=== TASK DESCRIPTION ===
Number of lines below with the word "await": give it and nothing more.

Saved data entries:
use std::sync::Arc;

use chrono::Utc;
use tracing::{info, warn};

use super::domain::Lead;
use super::normalizer::{TagContext, TagScan};
use super::pagination::{split_list, PaginationDriver, SearchRequest};
use crate::config::{current_keys, CredentialError, KeyStore};
use crate::providers::ProviderFactory;
use crate::workflows::watch::clean_tag;

/// One-shot lead discovery: bulk maps search and social tag hunts. Nothing is
/// persisted.
pub struct LeadSearchService {
    keys: Arc<dyn KeyStore>,
    providers: Arc<dyn ProviderFactory>,
    max_pages: usize,
    hunt_results_limit: u32,
}

impl LeadSearchService {
    pub fn new(
        keys: Arc<dyn KeyStore>,
        providers: Arc<dyn ProviderFactory>,
        max_pages: usize,
        hunt_results_limit: u32,
    ) -> Self {
        Self {
            keys,
            providers,
            max_pages,
            hunt_results_limit,
        }
    }

    /// Searches every (location, term) pair, deduplicated by company name.
    pub async fn search_leads(&self, request: &SearchRequest) -> Result<Vec<Lead>, CredentialError> {
        let keys = current_keys(&self.keys).await?;
        let api_key = keys.require_serpapi()?;
        let driver = PaginationDriver::new(self.providers.search_provider(api_key), self.max_pages);

        info!(
            terms = request.terms.len(),
            locations = request.locations.len(),
            max_pages = driver.max_pages(),
            "bulk search started"
        );
        Ok(driver.search_leads(request).await)
    }

    /// Scrapes each distinct comma-separated tag once. A failing tag is logged
    /// and contributes nothing.
    pub async fn hunt_tags(&self, tags: &str) -> Result<Vec<Lead>, CredentialError> {
        let keys = current_keys(&self.keys).await?;
        let token = keys.require_apify()?;
        let scraper = self.providers.scrape_provider(token);
        let started_at_millis = Utc::now().timestamp_millis();

        let mut tags_seen = Vec::new();
        for tag in split_list(tags).iter().filter_map(|tag| clean_tag(tag)) {
            if !tags_seen.contains(&tag) {
                tags_seen.push(tag);
            }
        }

        let mut leads = Vec::new();
        for tag in tags_seen {
            info!(tag = %tag, "tag hunt scanning");
            let posts = match scraper.scrape_tag(&tag, self.hunt_results_limit).await {
                Ok(posts) => posts,
                Err(err) => {
                    warn!(tag = %tag, error = %err, "tag hunt failed");
                    continue;
                }
            };
            let context = TagContext {
                tag,
                scan: TagScan::Hunt { started_at_millis },
            };
            leads.extend(super::leads_from_posts(posts, &context));
        }
        Ok(leads)
    }
}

=== RESULT OF THIS EXERCISE ===
4